» What to produce
Lines in the data below that contain the word "Home" are to be copied.

*****

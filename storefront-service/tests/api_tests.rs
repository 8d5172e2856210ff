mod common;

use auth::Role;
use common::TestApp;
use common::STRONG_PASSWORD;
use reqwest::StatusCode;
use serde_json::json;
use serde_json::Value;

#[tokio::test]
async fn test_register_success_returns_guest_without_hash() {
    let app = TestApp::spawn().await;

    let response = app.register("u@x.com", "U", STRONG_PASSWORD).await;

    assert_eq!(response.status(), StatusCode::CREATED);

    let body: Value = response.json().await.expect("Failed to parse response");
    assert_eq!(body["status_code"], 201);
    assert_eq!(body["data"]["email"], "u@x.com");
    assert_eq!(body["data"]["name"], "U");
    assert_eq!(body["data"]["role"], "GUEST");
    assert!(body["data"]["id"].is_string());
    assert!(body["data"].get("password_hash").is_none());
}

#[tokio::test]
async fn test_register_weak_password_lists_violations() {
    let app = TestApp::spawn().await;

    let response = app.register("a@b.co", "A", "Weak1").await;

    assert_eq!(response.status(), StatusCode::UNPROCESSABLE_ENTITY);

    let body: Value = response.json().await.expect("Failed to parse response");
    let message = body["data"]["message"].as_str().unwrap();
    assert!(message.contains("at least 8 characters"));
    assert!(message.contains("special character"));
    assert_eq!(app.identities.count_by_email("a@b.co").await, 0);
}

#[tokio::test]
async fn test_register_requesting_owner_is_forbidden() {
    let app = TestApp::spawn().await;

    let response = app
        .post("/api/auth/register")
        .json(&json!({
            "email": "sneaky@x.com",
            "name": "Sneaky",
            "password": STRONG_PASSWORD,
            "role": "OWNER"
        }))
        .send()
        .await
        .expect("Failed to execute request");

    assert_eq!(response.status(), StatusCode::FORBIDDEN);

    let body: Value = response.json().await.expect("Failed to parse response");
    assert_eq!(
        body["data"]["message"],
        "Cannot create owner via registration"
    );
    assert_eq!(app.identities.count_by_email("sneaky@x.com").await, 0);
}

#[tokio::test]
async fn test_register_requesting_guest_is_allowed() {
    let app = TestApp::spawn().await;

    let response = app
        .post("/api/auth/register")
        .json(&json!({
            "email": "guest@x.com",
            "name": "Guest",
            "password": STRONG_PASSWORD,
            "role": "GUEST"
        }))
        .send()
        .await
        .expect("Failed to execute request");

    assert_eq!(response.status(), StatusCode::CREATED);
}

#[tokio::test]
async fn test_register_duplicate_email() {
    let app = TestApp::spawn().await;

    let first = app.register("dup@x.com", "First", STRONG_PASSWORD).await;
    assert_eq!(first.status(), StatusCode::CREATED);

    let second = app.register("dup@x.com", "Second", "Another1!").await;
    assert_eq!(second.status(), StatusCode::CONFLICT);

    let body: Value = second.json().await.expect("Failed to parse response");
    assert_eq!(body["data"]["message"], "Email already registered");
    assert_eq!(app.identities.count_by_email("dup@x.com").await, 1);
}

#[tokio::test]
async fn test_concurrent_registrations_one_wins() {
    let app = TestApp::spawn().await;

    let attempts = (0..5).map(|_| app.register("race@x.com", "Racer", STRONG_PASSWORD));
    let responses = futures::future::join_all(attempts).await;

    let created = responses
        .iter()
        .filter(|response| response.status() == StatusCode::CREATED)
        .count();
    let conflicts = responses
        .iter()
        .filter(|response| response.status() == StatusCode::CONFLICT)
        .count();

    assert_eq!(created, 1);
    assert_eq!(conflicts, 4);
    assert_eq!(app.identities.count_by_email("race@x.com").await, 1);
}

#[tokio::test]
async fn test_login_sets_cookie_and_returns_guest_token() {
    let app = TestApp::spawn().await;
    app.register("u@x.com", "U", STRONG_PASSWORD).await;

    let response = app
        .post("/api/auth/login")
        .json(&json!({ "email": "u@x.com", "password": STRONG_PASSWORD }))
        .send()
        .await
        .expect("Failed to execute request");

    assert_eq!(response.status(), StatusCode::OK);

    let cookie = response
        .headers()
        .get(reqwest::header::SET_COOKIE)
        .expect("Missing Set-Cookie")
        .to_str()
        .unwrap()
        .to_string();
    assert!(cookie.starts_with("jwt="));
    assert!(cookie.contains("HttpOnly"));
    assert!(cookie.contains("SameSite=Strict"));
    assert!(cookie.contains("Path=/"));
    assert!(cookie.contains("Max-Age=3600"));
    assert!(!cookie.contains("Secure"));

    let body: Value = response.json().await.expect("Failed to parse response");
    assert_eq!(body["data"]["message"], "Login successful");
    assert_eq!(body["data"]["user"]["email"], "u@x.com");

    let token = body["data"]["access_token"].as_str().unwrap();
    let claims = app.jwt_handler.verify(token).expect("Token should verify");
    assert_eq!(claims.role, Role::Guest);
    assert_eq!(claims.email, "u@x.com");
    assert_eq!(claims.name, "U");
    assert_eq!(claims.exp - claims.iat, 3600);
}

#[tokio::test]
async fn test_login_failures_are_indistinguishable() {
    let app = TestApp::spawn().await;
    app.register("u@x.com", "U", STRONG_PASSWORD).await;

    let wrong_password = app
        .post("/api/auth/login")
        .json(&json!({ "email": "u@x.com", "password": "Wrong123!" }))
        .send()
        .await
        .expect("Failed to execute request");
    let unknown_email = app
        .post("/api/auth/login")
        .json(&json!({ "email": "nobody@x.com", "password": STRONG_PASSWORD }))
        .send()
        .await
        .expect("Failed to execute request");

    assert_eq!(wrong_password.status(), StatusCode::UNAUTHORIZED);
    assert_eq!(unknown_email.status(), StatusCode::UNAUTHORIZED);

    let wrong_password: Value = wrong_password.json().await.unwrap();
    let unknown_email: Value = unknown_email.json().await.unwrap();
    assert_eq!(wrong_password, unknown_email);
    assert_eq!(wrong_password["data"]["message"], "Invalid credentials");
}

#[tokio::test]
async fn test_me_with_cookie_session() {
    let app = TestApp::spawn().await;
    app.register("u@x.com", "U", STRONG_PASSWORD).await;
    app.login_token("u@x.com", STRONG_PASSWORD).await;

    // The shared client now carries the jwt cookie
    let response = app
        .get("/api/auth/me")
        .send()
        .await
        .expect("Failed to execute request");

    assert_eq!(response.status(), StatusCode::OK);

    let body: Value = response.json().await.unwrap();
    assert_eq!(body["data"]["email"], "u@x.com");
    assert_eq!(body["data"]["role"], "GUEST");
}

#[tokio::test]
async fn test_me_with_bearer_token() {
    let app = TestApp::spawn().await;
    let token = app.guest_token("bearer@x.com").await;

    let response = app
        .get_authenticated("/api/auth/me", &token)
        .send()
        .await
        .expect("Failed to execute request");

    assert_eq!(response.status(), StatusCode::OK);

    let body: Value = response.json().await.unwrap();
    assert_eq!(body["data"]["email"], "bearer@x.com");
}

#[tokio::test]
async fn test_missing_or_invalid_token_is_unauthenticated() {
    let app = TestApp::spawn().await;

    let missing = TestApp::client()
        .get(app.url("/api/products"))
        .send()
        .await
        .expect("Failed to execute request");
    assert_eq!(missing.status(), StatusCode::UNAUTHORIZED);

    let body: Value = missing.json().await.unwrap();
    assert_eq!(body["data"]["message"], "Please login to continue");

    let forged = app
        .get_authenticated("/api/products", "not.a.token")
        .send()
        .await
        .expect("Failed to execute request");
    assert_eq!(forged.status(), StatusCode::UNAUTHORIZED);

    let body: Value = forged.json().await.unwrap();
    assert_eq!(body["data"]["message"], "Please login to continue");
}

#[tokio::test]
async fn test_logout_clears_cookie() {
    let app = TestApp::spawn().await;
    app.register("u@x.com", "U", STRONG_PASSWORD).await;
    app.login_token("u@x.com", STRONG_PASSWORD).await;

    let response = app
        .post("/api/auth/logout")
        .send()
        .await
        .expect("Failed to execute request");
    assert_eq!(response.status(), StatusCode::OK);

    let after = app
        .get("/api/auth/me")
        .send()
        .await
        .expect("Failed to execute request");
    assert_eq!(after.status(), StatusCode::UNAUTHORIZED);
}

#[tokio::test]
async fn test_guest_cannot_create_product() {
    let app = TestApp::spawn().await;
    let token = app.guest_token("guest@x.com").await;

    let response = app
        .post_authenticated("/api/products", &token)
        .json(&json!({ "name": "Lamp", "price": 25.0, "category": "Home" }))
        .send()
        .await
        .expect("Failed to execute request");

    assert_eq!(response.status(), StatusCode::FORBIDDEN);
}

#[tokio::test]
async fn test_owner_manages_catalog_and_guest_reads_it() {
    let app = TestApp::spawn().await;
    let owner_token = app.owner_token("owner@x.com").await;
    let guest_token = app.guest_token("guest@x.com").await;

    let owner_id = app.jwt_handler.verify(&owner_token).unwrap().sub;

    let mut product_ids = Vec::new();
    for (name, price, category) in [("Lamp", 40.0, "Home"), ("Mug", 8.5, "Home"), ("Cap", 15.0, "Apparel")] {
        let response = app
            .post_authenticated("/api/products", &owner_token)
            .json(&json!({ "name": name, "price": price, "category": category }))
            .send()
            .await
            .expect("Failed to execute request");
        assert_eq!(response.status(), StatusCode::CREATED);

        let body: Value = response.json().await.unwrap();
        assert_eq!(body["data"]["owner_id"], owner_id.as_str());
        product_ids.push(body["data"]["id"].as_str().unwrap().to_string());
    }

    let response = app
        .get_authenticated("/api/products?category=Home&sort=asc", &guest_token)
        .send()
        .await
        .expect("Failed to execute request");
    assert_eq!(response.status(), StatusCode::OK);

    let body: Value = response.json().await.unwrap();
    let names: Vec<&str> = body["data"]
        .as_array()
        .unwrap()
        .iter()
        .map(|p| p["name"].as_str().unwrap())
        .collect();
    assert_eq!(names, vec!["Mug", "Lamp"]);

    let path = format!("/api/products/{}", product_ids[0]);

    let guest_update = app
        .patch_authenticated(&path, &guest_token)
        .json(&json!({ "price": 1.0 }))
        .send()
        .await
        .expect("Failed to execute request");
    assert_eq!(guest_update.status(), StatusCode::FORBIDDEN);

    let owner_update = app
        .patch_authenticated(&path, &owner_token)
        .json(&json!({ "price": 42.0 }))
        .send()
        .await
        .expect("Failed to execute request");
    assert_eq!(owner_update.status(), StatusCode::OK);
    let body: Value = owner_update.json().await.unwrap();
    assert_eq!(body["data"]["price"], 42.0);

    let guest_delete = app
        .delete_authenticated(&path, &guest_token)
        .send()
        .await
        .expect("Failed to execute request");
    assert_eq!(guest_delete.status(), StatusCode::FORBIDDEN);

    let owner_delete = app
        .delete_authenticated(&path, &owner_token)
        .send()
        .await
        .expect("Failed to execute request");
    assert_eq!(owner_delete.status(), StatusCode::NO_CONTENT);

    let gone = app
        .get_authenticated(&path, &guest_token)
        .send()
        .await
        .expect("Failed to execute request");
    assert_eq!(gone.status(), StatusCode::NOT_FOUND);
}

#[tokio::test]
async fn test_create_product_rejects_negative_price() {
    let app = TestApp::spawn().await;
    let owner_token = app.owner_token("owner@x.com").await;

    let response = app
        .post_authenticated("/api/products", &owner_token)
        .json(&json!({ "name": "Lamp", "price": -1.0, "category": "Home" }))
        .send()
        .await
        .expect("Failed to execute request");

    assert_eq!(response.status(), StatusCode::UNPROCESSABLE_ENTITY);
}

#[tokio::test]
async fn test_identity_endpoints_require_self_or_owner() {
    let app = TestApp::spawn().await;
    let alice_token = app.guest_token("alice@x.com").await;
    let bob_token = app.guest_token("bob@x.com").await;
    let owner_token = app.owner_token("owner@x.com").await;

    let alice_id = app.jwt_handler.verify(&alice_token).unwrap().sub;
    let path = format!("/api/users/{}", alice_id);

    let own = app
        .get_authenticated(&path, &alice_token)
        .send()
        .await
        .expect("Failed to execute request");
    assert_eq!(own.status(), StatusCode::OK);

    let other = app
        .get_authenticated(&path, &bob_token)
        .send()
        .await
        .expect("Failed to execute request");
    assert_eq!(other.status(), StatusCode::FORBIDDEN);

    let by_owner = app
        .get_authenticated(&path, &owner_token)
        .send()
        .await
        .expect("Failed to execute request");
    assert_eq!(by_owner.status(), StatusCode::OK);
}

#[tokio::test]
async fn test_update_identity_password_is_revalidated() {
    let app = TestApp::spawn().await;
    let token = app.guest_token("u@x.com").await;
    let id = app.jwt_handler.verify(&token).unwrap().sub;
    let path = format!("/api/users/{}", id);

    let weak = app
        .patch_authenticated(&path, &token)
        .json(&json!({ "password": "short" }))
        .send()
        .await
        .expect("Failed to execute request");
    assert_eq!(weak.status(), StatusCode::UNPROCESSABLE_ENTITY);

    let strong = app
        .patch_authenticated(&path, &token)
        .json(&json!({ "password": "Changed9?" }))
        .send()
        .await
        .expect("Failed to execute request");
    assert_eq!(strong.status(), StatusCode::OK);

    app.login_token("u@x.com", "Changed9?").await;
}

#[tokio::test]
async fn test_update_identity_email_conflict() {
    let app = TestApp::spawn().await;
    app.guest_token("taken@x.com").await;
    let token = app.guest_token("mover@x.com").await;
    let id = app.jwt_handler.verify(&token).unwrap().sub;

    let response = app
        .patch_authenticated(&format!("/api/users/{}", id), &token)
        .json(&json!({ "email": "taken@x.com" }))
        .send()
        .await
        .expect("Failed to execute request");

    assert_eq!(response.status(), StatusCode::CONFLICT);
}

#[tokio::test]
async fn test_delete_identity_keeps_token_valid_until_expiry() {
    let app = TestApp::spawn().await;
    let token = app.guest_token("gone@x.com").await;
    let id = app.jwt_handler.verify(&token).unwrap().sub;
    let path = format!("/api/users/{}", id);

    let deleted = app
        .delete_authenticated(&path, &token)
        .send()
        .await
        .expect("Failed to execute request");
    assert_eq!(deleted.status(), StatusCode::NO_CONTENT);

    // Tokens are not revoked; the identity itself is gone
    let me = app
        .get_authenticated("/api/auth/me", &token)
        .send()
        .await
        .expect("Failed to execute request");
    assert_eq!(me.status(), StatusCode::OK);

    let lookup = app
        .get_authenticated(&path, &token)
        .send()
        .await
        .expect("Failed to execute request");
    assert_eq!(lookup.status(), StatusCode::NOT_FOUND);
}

*****

» Solution to this task
        .json(&json!({ "name": "Lamp", "price": 25.0, "category": "Home" }))
    for (name, price, category) in [("Lamp", 40.0, "Home"), ("Mug", 8.5, "Home"), ("Cap", 15.0, "Apparel")] {
        .get_authenticated("/api/products?category=Home&sort=asc", &guest_token)
        .json(&json!({ "name": "Lamp", "price": -1.0, "category": "Home" }))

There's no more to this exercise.